October 13, 2016 (1 min read)

§ 440.13(5)(e), Fla. Stat., by its plain language, excludes from workers’ compensation proceedings the medical opinions of any doctor (other than independent medical examiners and expert medical advisors) who has not been authorized by the employer/carrier. Accordingly, the medical opinions of an unauthorized self-help doctor were not admissible unless and until it was established—by other admissible evidence and medical opinions—that the care rendered by the self-help doctor was compensable and medically necessary. The self-help doctor’s opinion that the care was compensable and medically necessary cannot “bootstrap” itself into evidence. That the care here was “initial” care did not change anything, held the Florida appellate court. The appellate court noted that the employee could have designated the self-help doctor as his or her IME, thereby making the doctor’s opinion admissible, or the employee could petition for an advance under § 440.20(12), Fla. Stat., to pay for another doctor who could have been designated as an IME for the purposes of establishing the compensability prerequisite for the admission of the self-help doctor’s opinions.

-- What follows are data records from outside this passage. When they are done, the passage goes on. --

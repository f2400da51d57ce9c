//! The cause model: what a [`ChainedError`](crate::ChainedError) points back to.

use std::fmt;
use std::panic::{catch_unwind, AssertUnwindSafe};
use std::sync::Arc;

use serde_json::Value;

use crate::like::{ErrorLike, NativeError, SharedError};
use crate::os::ProcessFailure;
use crate::ChainedError;

/// Boxed error returned by a failing lazy cause.
pub type BoxError = Box<dyn std::error::Error + Send + Sync>;

type CauseFn = dyn Fn() -> Result<Payload, BoxError> + Send + Sync;

// ─── Payload ──────────────────────────────────────────────────────────────────

/// Any value that can sit in cause position.
#[derive(Debug, Clone)]
pub enum Payload {
    /// An error-like object; serialized into a record.
    Error(SharedError),
    /// Anything else; passed through the serializer verbatim.
    Value(Value),
}

impl Payload {
    /// Wrap a type implementing [`ErrorLike`] directly.
    pub fn error<E>(err: E) -> Self
    where
        E: ErrorLike + Send + Sync + 'static,
    {
        Self::Error(Arc::new(err))
    }

    /// Wrap a standard library error; its `source()` chain is walked as causes.
    pub fn native<E>(err: E) -> Self
    where
        E: std::error::Error + Send + Sync + 'static,
    {
        Self::Error(Arc::new(NativeError::new(err)))
    }

    /// Truthiness used when deciding whether a resolved cause is present:
    /// `null`, `false`, `0` and `""` are falsy, errors and containers are not.
    pub fn is_truthy(&self) -> bool {
        match self {
            Self::Error(_) => true,
            Self::Value(v) => match v {
                Value::Null => false,
                Value::Bool(b) => *b,
                Value::Number(n) => n.as_f64().map_or(true, |f| f != 0.0),
                Value::String(s) => !s.is_empty(),
                Value::Array(_) | Value::Object(_) => true,
            },
        }
    }
}

impl From<Value> for Payload {
    fn from(v: Value) -> Self {
        Self::Value(v)
    }
}

impl From<&str> for Payload {
    fn from(s: &str) -> Self {
        Self::Value(Value::from(s))
    }
}

impl From<String> for Payload {
    fn from(s: String) -> Self {
        Self::Value(Value::from(s))
    }
}

impl From<ChainedError> for Payload {
    fn from(e: ChainedError) -> Self {
        Self::Error(Arc::new(e))
    }
}

impl From<Arc<ChainedError>> for Payload {
    fn from(e: Arc<ChainedError>) -> Self {
        Self::Error(e)
    }
}

impl From<ProcessFailure> for Payload {
    fn from(e: ProcessFailure) -> Self {
        Self::Error(Arc::new(e))
    }
}

impl<E> From<NativeError<E>> for Payload
where
    E: std::error::Error + Send + Sync + 'static,
{
    fn from(e: NativeError<E>) -> Self {
        Self::Error(Arc::new(e))
    }
}

// ─── LazyCause ────────────────────────────────────────────────────────────────

/// A zero-argument accessor computing the cause on demand.
///
/// Only invoked when the error is serialized. A returned `Err` or a panic
/// inside the accessor resolves to "no cause" and nothing is logged.
///
/// The panic is caught, not silenced: the process-wide panic hook still runs
/// first, so the default hook prints `thread '..' panicked at ..` to stderr.
/// Install a quieter hook with [`std::panic::set_hook`] if that matters.
#[derive(Clone)]
pub struct LazyCause(Arc<CauseFn>);

impl LazyCause {
    pub fn new<F, P, E>(f: F) -> Self
    where
        F: Fn() -> Result<P, E> + Send + Sync + 'static,
        P: Into<Payload>,
        E: Into<BoxError>,
    {
        Self(Arc::new(move || f().map(Into::into).map_err(Into::into)))
    }

    fn call(&self) -> Result<Payload, BoxError> {
        (self.0)()
    }
}

impl fmt::Debug for LazyCause {
    fn fmt(&self, f: &mut fmt::Formatter<'_>) -> fmt::Result {
        f.write_str("LazyCause(..)")
    }
}

// ─── Cause ────────────────────────────────────────────────────────────────────

/// The cause stored on a [`ChainedError`](crate::ChainedError).
///
/// "Not given" and "explicitly none" are the same variant.
#[derive(Debug, Clone, Default)]
pub enum Cause {
    #[default]
    None,
    Eager(Payload),
    Lazy(LazyCause),
}

impl Cause {
    pub fn lazy<F, P, E>(f: F) -> Self
    where
        F: Fn() -> Result<P, E> + Send + Sync + 'static,
        P: Into<Payload>,
        E: Into<BoxError>,
    {
        Self::Lazy(LazyCause::new(f))
    }

    pub fn is_none(&self) -> bool {
        matches!(self, Self::None)
    }

    /// The eager payload, if any. Lazy causes are not invoked.
    pub fn payload(&self) -> Option<&Payload> {
        match self {
            Self::Eager(p) => Some(p),
            Self::None | Self::Lazy(_) => None,
        }
    }

    /// Resolve to a concrete payload. Lazy accessors are invoked here; any
    /// failure they report, including a panic, yields `None`.
    pub fn resolve(&self) -> Option<Payload> {
        match self {
            Self::None => None,
            Self::Eager(p) => Some(p.clone()),
            Self::Lazy(f) => match catch_unwind(AssertUnwindSafe(|| f.call())) {
                Ok(Ok(p)) => {
                    tracing::trace!("lazy cause resolved");
                    Some(p)
                }
                Ok(Err(_)) | Err(_) => None,
            },
        }
    }
}

impl From<Payload> for Cause {
    fn from(p: Payload) -> Self {
        Self::Eager(p)
    }
}

impl From<LazyCause> for Cause {
    fn from(f: LazyCause) -> Self {
        Self::Lazy(f)
    }
}

impl From<Value> for Cause {
    fn from(v: Value) -> Self {
        Self::Eager(v.into())
    }
}

impl From<&str> for Cause {
    fn from(s: &str) -> Self {
        Self::Eager(s.into())
    }
}

impl From<String> for Cause {
    fn from(s: String) -> Self {
        Self::Eager(s.into())
    }
}

impl From<ChainedError> for Cause {
    fn from(e: ChainedError) -> Self {
        Self::Eager(e.into())
    }
}

impl From<Arc<ChainedError>> for Cause {
    fn from(e: Arc<ChainedError>) -> Self {
        Self::Eager(e.into())
    }
}

impl From<ProcessFailure> for Cause {
    fn from(e: ProcessFailure) -> Self {
        Self::Eager(e.into())
    }
}

impl<E> From<NativeError<E>> for Cause
where
    E: std::error::Error + Send + Sync + 'static,
{
    fn from(e: NativeError<E>) -> Self {
        Self::Eager(e.into())
    }
}

impl<T: Into<Cause>> From<Option<T>> for Cause {
    fn from(o: Option<T>) -> Self {
        o.map_or(Self::None, Into::into)
    }
}

// ─── Tests ────────────────────────────────────────────────────────────────────

#[cfg(test)]
mod tests {
    use super::*;
    use serde_json::json;

    #[test]
    fn truthiness_of_values() {
        for falsy in [json!(null), json!(false), json!(0), json!(0.0), json!("")] {
            assert!(!Payload::from(falsy.clone()).is_truthy(), "{falsy} should be falsy");
        }
        for truthy in [json!(true), json!(1), json!("x"), json!([]), json!({})] {
            assert!(Payload::from(truthy.clone()).is_truthy(), "{truthy} should be truthy");
        }
        assert!(Payload::from(ChainedError::new("")).is_truthy());
    }

    #[test]
    fn none_and_explicit_none_resolve_alike() {
        assert!(Cause::default().resolve().is_none());
        assert!(Cause::from(None::<ChainedError>).resolve().is_none());
    }

    #[test]
    fn eager_cause_is_shared_not_copied() {
        let root = Arc::new(ChainedError::new("root"));
        let cause = Cause::from(Arc::clone(&root));
        match cause.resolve() {
            Some(Payload::Error(e)) => {
                let addr = Arc::as_ptr(&e) as *const ();
                assert_eq!(addr, Arc::as_ptr(&root) as *const ());
            }
            other => panic!("expected error payload, got {other:?}"),
        }
    }

    #[test]
    fn lazy_cause_is_invoked_on_resolve() {
        let cause = Cause::lazy(|| Ok::<_, BoxError>(json!("computed")));
        assert!(matches!(cause.resolve(), Some(Payload::Value(v)) if v == "computed"));
    }

    #[test]
    fn failing_lazy_cause_resolves_to_none() {
        let cause = Cause::lazy(|| Err::<Payload, _>("backing store gone"));
        assert!(cause.resolve().is_none());
    }

    #[test]
    fn panicking_lazy_cause_resolves_to_none() {
        let cause = Cause::lazy(|| -> Result<Payload, BoxError> { panic!("accessor blew up") });
        assert!(cause.resolve().is_none());
    }

    #[test]
    fn payload_does_not_invoke_lazy() {
        let cause = Cause::lazy(|| -> Result<Payload, BoxError> { panic!("must not run") });
        assert!(cause.payload().is_none());
        assert!(!cause.is_none());
    }
}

Thomas A. Robinson, J.D., the Feature National Columnist for the LexisNexis Workers’ Compensation eNewsletter, is the co-author of Larson’s Workers’ Compensation Law (LexisNexis).

LexisNexis Online Subscribers: Citations below link to Lexis Advance.

See Hidden v. Day & Zimmerman, 2016 Fla. App. LEXIS 15055 (1st DCA, Oct. 7, 2016)

See generally Larson’s Workers’ Compensation Law, § 94.02.